Philadelphia Spotlight: May 2005
Putting Their Best Foot Forward
If you thought you had to travel to Massachusetts to experience gay marriage, visit The Daylight Zone's production of Avow (May 6-21). Penned by Bill C. Davis, the play examines the difficulties faced by contemporary gay couples hoping to publicly acknowledge their love. Featuring a progressive church priest whose religious vows are in conflict with his personal beliefs, a family coming to terms with an alternative lifestyle, and a couple whose love is being threatened by external factors, Avow explores one of the most politically divisive issues of our day.
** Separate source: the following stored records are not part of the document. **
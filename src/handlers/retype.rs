//! Retype: bind a source type to a target feature type

use crate::alignment::Cell;
use crate::context::MappingContext;
use crate::document::FeatureTypeMapping;
use crate::error::{Error, Result};

pub(super) fn handle_type(cell: &Cell, ctx: &mut MappingContext<'_>) -> Result<FeatureTypeMapping> {
    let source = cell.primary_source()?;
    let target = cell.target_entity()?;
    if !source.is_type() || !target.is_type() {
        return Err(Error::InvalidCell {
            cell: cell.id.clone(),
            message: "retype relates whole types".into(),
        });
    }
    ctx.source().require(&source.type_name)?;
    Ok(ctx
        .get_or_create_feature_type_mapping(&target.type_name, &source.type_name)?
        .clone())
}
//! Compiler configuration
//!
//! Loaded from a YAML file passed with `--config`. Every field has a
//! default, so an empty file is a valid configuration.
//!
//! ```yaml
//! namespaces:
//!   http://inspire.ec.europa.eu/schemas/lcv/3.0: lcv
//! link_field_prefix: FEATURE_LINK
//! target_crs: "EPSG:3035"
//! fail_fast: false
//! format: xml
//! ```

use crate::error::{Error, Result};
use crate::schema::{GML_31_NS, GML_NS, XLINK_NS};
use schemars::JsonSchema;
use serde::{Deserialize, Serialize};
use std::collections::BTreeMap;
use std::path::Path;

/// Output format of the mapping document
#[derive(Debug, Clone, Copy, Default, PartialEq, Eq, Serialize, Deserialize, JsonSchema)]
#[serde(rename_all = "lowercase")]
pub enum OutputFormat {
    #[default]
    Xml,
    Json,
    Yaml,
}

impl std::str::FromStr for OutputFormat {
    type Err = Error;

    fn from_str(s: &str) -> Result<Self> {
        match s.to_lowercase().as_str() {
            "xml" => Ok(OutputFormat::Xml),
            "json" => Ok(OutputFormat::Json),
            "yaml" | "yml" => Ok(OutputFormat::Yaml),
            other => Err(Error::Config(format!(
                "Unknown output format '{}'. Use xml, json or yaml",
                other
            ))),
        }
    }
}

/// Compiler settings
#[derive(Debug, Clone, Serialize, Deserialize, JsonSchema)]
pub struct CompilerConfig {
    /// Preferred prefixes (namespace URI -> prefix)
    #[serde(default = "default_namespaces")]
    pub namespaces: BTreeMap<String, String>,

    /// Link fields are named `<prefix>[n]`
    #[serde(default = "default_link_field_prefix")]
    pub link_field_prefix: String,

    /// CRS for geometry mappings; native CRS is used when absent
    #[serde(default, skip_serializing_if = "Option::is_none")]
    pub target_crs: Option<String>,

    /// Stop at the first failing cell
    #[serde(default)]
    pub fail_fast: bool,

    /// Default output format
    #[serde(default)]
    pub format: OutputFormat,
}

fn default_namespaces() -> BTreeMap<String, String> {
    [
        (GML_NS, "gml"),
        (GML_31_NS, "gml"),
        (XLINK_NS, "xlink"),
        ("http://www.isotc211.org/2005/gmd", "gmd"),
        ("http://www.isotc211.org/2005/gco", "gco"),
        ("http://inspire.ec.europa.eu/schemas/base/3.3", "base"),
        ("http://inspire.ec.europa.eu/schemas/lcv/3.0", "lcv"),
    ]
    .into_iter()
    .map(|(uri, prefix)| (uri.to_string(), prefix.to_string()))
    .collect()
}

fn default_link_field_prefix() -> String {
    "FEATURE_LINK".to_string()
}

impl Default for CompilerConfig {
    fn default() -> Self {
        Self {
            namespaces: default_namespaces(),
            link_field_prefix: default_link_field_prefix(),
            target_crs: None,
            fail_fast: false,
            format: OutputFormat::default(),
        }
    }
}

impl CompilerConfig {
    /// Parse configuration from YAML
    pub fn from_yaml(yaml: &str) -> Result<Self> {
        if yaml.trim().is_empty() {
            return Ok(Self::default());
        }
        let config: CompilerConfig = serde_norway::from_str(yaml)
            .map_err(|e| Error::Config(format!("Failed to parse config: {}", e)))?;
        config.check()?;
        Ok(config)
    }

    /// Load configuration from a file
    pub fn load(path: &Path) -> Result<Self> {
        let content = std::fs::read_to_string(path).map_err(Error::Io)?;
        Self::from_yaml(&content)
    }

    /// Preset prefix for a namespace URI
    pub fn preferred_prefix(&self, uri: &str) -> Option<&str> {
        self.namespaces.get(uri).map(|s| s.as_str())
    }

    /// Link field name for the n-th join (1-based)
    pub fn link_field(&self, n: usize) -> String {
        format!("{}[{}]", self.link_field_prefix, n)
    }

    fn check(&self) -> Result<()> {
        if self.link_field_prefix.trim().is_empty() {
            return Err(Error::Config("link_field_prefix cannot be empty".into()));
        }
        if let Some((uri, _)) = self.namespaces.iter().find(|(_, p)| !is_ncname(p)) {
            return Err(Error::Config(format!(
                "Invalid prefix configured for {}",
                uri
            )));
        }
        Ok(())
    }
}

/// XML NCName check for prefixes
pub(crate) fn is_ncname(s: &str) -> bool {
    let mut chars = s.chars();
    match chars.next() {
        Some(c) if c.is_ascii_alphabetic() || c == '_' => {}
        _ => return false,
    }
    chars.all(|c| c.is_ascii_alphanumeric() || matches!(c, '_' | '-' | '.'))
}
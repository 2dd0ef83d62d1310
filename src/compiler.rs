//! Alignment compiler
//!
//! Drives the handlers over an alignment in two phases: type cells first,
//! establishing the feature type mappings, then property cells, which are
//! matched to the type cell that owns them. Failures stay local to the
//! cell that caused them unless a type cell fails, in which case every
//! property cell depending on it is reported as well.

use crate::alignment::{Alignment, Cell};
use crate::config::CompilerConfig;
use crate::context::MappingContext;
use crate::document::MappingDocument;
use crate::error::{Error, Result};
use crate::handlers::{Capability, FunctionHandler};
use crate::report::{CellFailure, CompileReport};
use crate::schema::SchemaIndex;
use std::collections::HashSet;
use tracing::{debug, info, warn};

/// Document plus the report describing how it was built
#[derive(Debug, Clone)]
pub struct CompileOutput {
    pub document: MappingDocument,
    pub report: CompileReport,
}

/// Outcome of a type cell, tracked for its dependents
#[derive(Debug, Default)]
struct TypeCellStates {
    established: HashSet<String>,
    failed: HashSet<String>,
}

/// Compiles alignments against one pair of schemas
pub struct Compiler<'a> {
    source: &'a SchemaIndex,
    target: &'a SchemaIndex,
    config: &'a CompilerConfig,
}

impl<'a> Compiler<'a> {
    pub fn new(
        source: &'a SchemaIndex,
        target: &'a SchemaIndex,
        config: &'a CompilerConfig,
    ) -> Self {
        Self {
            source,
            target,
            config,
        }
    }

    /// Compile with type cells moved ahead of property cells
    pub fn compile(&self, alignment: &Alignment) -> CompileOutput {
        let (types, properties): (Vec<&Cell>, Vec<&Cell>) =
            alignment.cells.iter().partition(|c| c.is_type_cell());
        let order: Vec<&Cell> = types.into_iter().chain(properties).collect();
        self.run(alignment, &order)
    }

    /// Compile in the order the cells appear
    ///
    /// A property cell reached before its type cell fails with
    /// `MissingTypeCell`.
    pub fn compile_in_order(&self, alignment: &Alignment) -> CompileOutput {
        let order: Vec<&Cell> = alignment.cells.iter().collect();
        self.run(alignment, &order)
    }

    fn run(&self, alignment: &Alignment, order: &[&Cell]) -> CompileOutput {
        let mut ctx =
            MappingContext::new(self.source, self.target, self.config).with_alignment(alignment);
        let mut report = CompileReport::new();
        let mut states = TypeCellStates::default();

        for cell in order {
            let outcome = if cell.is_type_cell() {
                let outcome = compile_type_cell(cell, &mut ctx);
                match &outcome {
                    Ok(()) => states.established.insert(cell.id.clone()),
                    Err(_) => states.failed.insert(cell.id.clone()),
                };
                outcome
            } else {
                compile_property_cell(alignment, cell, &states, &mut ctx)
            };

            match outcome {
                Ok(()) => {
                    debug!(cell = %cell.id, function = %cell.function, "compiled cell");
                    report.compiled_cells.push(cell.id.clone());
                }
                Err(err) => {
                    warn!(cell = %cell.id, function = %cell.function, "{}", err);
                    report.record_failure(CellFailure {
                        cell_id: cell.id.clone(),
                        function: cell.function.clone(),
                        kind: err.kind(),
                        message: err.to_string(),
                    });
                    if self.config.fail_fast {
                        break;
                    }
                }
            }
        }

        let (document, warnings) = ctx.into_document();
        report.warnings = warnings;
        report.document_hash = document.hash();
        info!(
            compiled = report.compiled_cells.len(),
            failed = report.failure_count(),
            type_mappings = document.type_mappings.len(),
            hash = %report.document_hash,
            "compilation finished"
        );
        CompileOutput { document, report }
    }
}

/// Compile `alignment` against `source` and `target` in one call
pub fn compile(
    alignment: &Alignment,
    source: &SchemaIndex,
    target: &SchemaIndex,
    config: &CompilerConfig,
) -> CompileOutput {
    Compiler::new(source, target, config).compile(alignment)
}

fn compile_type_cell(cell: &Cell, ctx: &mut MappingContext<'_>) -> Result<()> {
    let handler = FunctionHandler::require(&cell.function)?;
    handler.handle_type_transformation(cell, ctx)?;
    Ok(())
}

fn compile_property_cell(
    alignment: &Alignment,
    cell: &Cell,
    states: &TypeCellStates,
    ctx: &mut MappingContext<'_>,
) -> Result<()> {
    let handler = FunctionHandler::require(&cell.function)?;
    if !handler.supports(Capability::PropertyTransformation) {
        return Err(Error::UnsupportedCapability {
            function: cell.function.clone(),
            capability: Capability::PropertyTransformation.to_string(),
        });
    }

    let type_cell = owning_type_cell(alignment, cell)?;
    if states.failed.contains(&type_cell.id) {
        return Err(Error::DependencyFailed {
            cell: cell.id.clone(),
            type_cell: type_cell.id.clone(),
        });
    }
    if !states.established.contains(&type_cell.id) {
        return Err(Error::MissingTypeCell {
            cell: cell.id.clone(),
        });
    }

    handler.handle_property_transformation(type_cell, cell, ctx)?;
    Ok(())
}

/// First type cell with the same target type whose sources cover the cell's
pub(crate) fn owning_type_cell<'c>(alignment: &'c Alignment, cell: &Cell) -> Result<&'c Cell> {
    let target = cell.target_entity()?;
    let needed = cell.source_types();
    alignment
        .cells
        .iter()
        .filter(|c| c.is_type_cell())
        .find(|c| {
            let covers = c.source_types();
            c.target_entity()
                .map(|t| t.type_name == target.type_name)
                .unwrap_or(false)
                && needed.iter().all(|n| covers.contains(n))
        })
        .ok_or_else(|| Error::MissingTypeCell {
            cell: cell.id.clone(),
        })
}
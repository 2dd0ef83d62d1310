//! Join: feature chaining between joined source types

use crate::alignment::Cell;
use crate::context::MappingContext;
use crate::document::{AttributeMapping, FeatureTypeMapping};
use crate::error::{Error, Result};
use crate::join::JoinPlanner;

pub(super) fn handle_type(cell: &Cell, ctx: &mut MappingContext<'_>) -> Result<FeatureTypeMapping> {
    let plans = JoinPlanner::link(cell, ctx)?;
    let target = cell.target_entity()?;
    let base = match plans.first() {
        Some(plan) => plan.container_source.clone(),
        None => cell.primary_source()?.type_name.clone(),
    };
    Ok(ctx
        .get_or_create_feature_type_mapping(&target.type_name, &base)?
        .clone())
}

/// The container-side link attribute of the first planned link
pub(super) fn handle_property(
    cell: &Cell,
    ctx: &mut MappingContext<'_>,
) -> Result<AttributeMapping> {
    let plans = JoinPlanner::link(cell, ctx)?;
    let plan = plans.first().ok_or_else(|| Error::InvalidParameter {
        function: cell.function.clone(),
        parameter: "join".into(),
        message: "join has no conditions".into(),
    })?;
    let owner_key = ctx.render_path(&plan.container_segments);
    ctx.attribute(&plan.container_type, &owner_key)
        .cloned()
        .ok_or_else(|| Error::Other(format!("link attribute {} missing", owner_key)))
}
If Fred Astaire's elegant, slinky-smooth style is your only mental image of tap, check out Savion Glover's Improvography II (May 10-15). Accompanied by his four-piece jazz band, the show includes selections from Glover's original 2003 Improvography production. Electrifyingly spontaneous and enormously charismatic, as a child Glover appeared on Broadway in the criminally underappreciated Black & Blue. Later he established himself as a world-class choreographer with the lauded Bring in 'Da Noise, Bring in 'Da Funk. Glover is one of the most original performers working today. The guy is so unprompted, not even he knows what he is going to do next.
Look for the Philadelphia Theatre Company's upcoming production of Take Me Out (May 13-June 19) to be a major player at next fall's Barrymore Awards ceremony. Richard Greenberg's marvelous play focuses on a star baseball player who shocks the sports world (and his teammates) when he announces he's gay. A perceptive and humorous examination of masculinity, sexuality, and homophobia in sports, the Broadway production was fast, high-powered, and incredibly entertaining. PTC director James Christy is taking a more human approach. It's an approach that served him well on PTC's award-winning production of The Laramie Project, and while Take Me Out is a different ballgame entirely, the production (which has been extended due to excessive ticket demand) is already generating considerable buzz.
A poignant examination of two mismatched couples, Christopher Shinn's Four (May 17-June 5) explores the loss of sexual innocence and our sometimes desperate attempts to make contact with another soul. Produced by the always-fascinating Azuka Theatre Collective, director Kevin Glaccum's production stars Frank X, the brilliant local actor whose recent performance in Lantern Theater's Much Ado about Nothing ranked among the year's best.
If you are a fan of Stephen Sondheim, you may already know that he is celebrating his 75th birthday. What you may not know is that two of the legendary composer/lyricist's best-known works will open in a span of two days.
In a production that could well end up being attended by over 100,000 theatergoers, the Walnut Street Theatre's revival of West Side Story (May 17-July 24) has already been extended due to unprecedented ticket demand. An urban ballet based on Shakespeare's Romeo and Juliet, the musical's original artistic team included choreographer Jerome Robbins, composer Leonard Bernstein, librettist Arthur Laurents, and a young lyricist named Sondheim. Director Bruce Lumpkin's huge production at the Walnut includes a cast of 30 with Christina DeCicco and Michael Gillis starring as the tragic young lovers. The Walnut's mainstage season has been particularly strong this year and a winning Story would provide further evidence that the city's largest company has rebounded from the artistic doldrums it was once mired in.
At the Arden Theatre Company, director Terrence J. Nolen stages Sondheim's award-winning classic Sweeney Todd (May 19-June 19). First produced by the Arden at its old home on Ludlow Street, Nolen's earlier staging of the musical was a landmark production in the company's history. Now Nolen returns to Todd in a production that will be one of the most ambitious in the Arden's 20-year history. Featuring a nine-piece orchestra and a cast of 19 led by Mary Martello and Thom Sesma as the lovesick shopkeeper and the ruthless "Demon Barber of Fleet Street," Todd calls for a completely new arrangement of the theater's playing space. And if you want to be really close to the action, you can even sit on the stage.